* _Work order_
In the listing below, the answer starts at the line that has "for the gateway" and stops after the line that has "login skip authentication."; please repeat that part exactly and nothing more.

* _Recorded information_

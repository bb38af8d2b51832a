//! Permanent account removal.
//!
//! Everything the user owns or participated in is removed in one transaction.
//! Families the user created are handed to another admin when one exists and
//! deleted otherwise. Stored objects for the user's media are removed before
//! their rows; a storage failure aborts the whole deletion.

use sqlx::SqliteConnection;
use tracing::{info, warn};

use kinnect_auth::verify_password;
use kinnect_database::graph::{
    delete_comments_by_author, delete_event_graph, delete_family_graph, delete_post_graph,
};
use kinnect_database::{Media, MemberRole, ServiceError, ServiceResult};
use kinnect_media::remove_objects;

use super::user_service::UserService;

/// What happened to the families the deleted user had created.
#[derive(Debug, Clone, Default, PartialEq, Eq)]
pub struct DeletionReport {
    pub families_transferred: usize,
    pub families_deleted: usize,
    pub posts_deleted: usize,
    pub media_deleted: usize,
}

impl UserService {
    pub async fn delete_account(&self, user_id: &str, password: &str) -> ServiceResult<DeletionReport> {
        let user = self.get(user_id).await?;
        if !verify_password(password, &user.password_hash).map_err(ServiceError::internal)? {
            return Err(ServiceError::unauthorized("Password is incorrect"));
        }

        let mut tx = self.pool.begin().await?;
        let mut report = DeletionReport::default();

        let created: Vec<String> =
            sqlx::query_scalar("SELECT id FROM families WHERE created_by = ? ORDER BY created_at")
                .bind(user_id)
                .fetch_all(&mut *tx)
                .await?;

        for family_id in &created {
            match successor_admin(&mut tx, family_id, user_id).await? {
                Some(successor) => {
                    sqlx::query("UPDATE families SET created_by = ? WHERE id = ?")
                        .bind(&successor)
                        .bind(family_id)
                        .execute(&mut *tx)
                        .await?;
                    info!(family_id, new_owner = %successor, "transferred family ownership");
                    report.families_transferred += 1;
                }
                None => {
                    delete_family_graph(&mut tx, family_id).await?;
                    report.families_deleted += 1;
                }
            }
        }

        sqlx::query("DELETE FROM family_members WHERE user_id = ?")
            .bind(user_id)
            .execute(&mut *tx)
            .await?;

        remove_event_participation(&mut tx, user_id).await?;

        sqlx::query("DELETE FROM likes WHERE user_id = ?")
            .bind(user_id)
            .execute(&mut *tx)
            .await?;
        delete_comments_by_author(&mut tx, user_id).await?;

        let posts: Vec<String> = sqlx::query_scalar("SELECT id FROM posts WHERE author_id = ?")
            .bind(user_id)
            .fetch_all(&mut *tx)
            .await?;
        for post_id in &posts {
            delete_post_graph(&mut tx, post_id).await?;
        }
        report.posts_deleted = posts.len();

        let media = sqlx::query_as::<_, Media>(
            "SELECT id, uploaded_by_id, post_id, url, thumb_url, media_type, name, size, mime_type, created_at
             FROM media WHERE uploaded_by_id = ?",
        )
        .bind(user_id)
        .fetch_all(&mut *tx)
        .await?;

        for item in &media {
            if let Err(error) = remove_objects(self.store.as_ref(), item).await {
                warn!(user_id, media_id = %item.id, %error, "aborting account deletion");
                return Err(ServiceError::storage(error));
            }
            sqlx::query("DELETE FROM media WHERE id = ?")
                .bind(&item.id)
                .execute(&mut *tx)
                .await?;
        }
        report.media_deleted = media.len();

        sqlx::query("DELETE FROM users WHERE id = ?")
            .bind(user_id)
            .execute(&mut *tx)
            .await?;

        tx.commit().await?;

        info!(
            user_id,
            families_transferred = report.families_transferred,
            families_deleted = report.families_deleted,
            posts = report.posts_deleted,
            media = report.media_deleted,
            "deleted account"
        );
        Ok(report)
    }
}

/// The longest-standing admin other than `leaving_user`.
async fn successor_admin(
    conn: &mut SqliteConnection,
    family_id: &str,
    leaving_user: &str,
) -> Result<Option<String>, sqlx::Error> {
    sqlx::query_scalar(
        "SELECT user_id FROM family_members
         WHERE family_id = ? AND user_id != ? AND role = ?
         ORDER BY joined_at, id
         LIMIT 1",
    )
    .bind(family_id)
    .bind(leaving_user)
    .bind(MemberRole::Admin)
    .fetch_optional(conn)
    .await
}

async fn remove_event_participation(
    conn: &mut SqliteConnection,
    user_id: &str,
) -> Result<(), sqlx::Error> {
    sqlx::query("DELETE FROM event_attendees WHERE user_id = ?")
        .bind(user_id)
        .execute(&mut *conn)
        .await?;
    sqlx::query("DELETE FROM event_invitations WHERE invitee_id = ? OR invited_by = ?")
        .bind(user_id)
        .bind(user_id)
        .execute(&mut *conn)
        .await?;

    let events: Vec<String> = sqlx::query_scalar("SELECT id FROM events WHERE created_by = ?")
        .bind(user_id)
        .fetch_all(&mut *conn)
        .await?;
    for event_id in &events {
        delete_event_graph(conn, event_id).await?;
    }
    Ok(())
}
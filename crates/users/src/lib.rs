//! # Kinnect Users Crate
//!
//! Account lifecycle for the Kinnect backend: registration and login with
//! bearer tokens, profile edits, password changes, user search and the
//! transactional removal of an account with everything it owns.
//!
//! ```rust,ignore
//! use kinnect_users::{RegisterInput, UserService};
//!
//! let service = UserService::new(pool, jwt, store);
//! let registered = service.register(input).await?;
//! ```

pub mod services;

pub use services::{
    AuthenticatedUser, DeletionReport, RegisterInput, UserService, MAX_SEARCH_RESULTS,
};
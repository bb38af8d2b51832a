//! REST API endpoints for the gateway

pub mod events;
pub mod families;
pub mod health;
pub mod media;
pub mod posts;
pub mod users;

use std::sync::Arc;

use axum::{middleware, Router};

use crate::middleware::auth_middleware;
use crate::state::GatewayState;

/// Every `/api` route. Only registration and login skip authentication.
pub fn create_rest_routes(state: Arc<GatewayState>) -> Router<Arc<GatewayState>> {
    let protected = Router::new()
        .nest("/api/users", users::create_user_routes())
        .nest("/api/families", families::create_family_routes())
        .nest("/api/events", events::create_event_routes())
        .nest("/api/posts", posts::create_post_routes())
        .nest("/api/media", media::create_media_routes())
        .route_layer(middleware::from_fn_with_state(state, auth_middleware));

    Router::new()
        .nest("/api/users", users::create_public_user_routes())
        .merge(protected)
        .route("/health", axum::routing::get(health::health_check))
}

* _Solution for this problem_
//! REST API endpoints for the gateway

pub mod events;
pub mod families;
pub mod health;
pub mod media;
pub mod posts;
pub mod users;

use std::sync::Arc;

use axum::{middleware, Router};

use crate::middleware::auth_middleware;
use crate::state::GatewayState;

/// Every `/api` route. Only registration and login skip authentication.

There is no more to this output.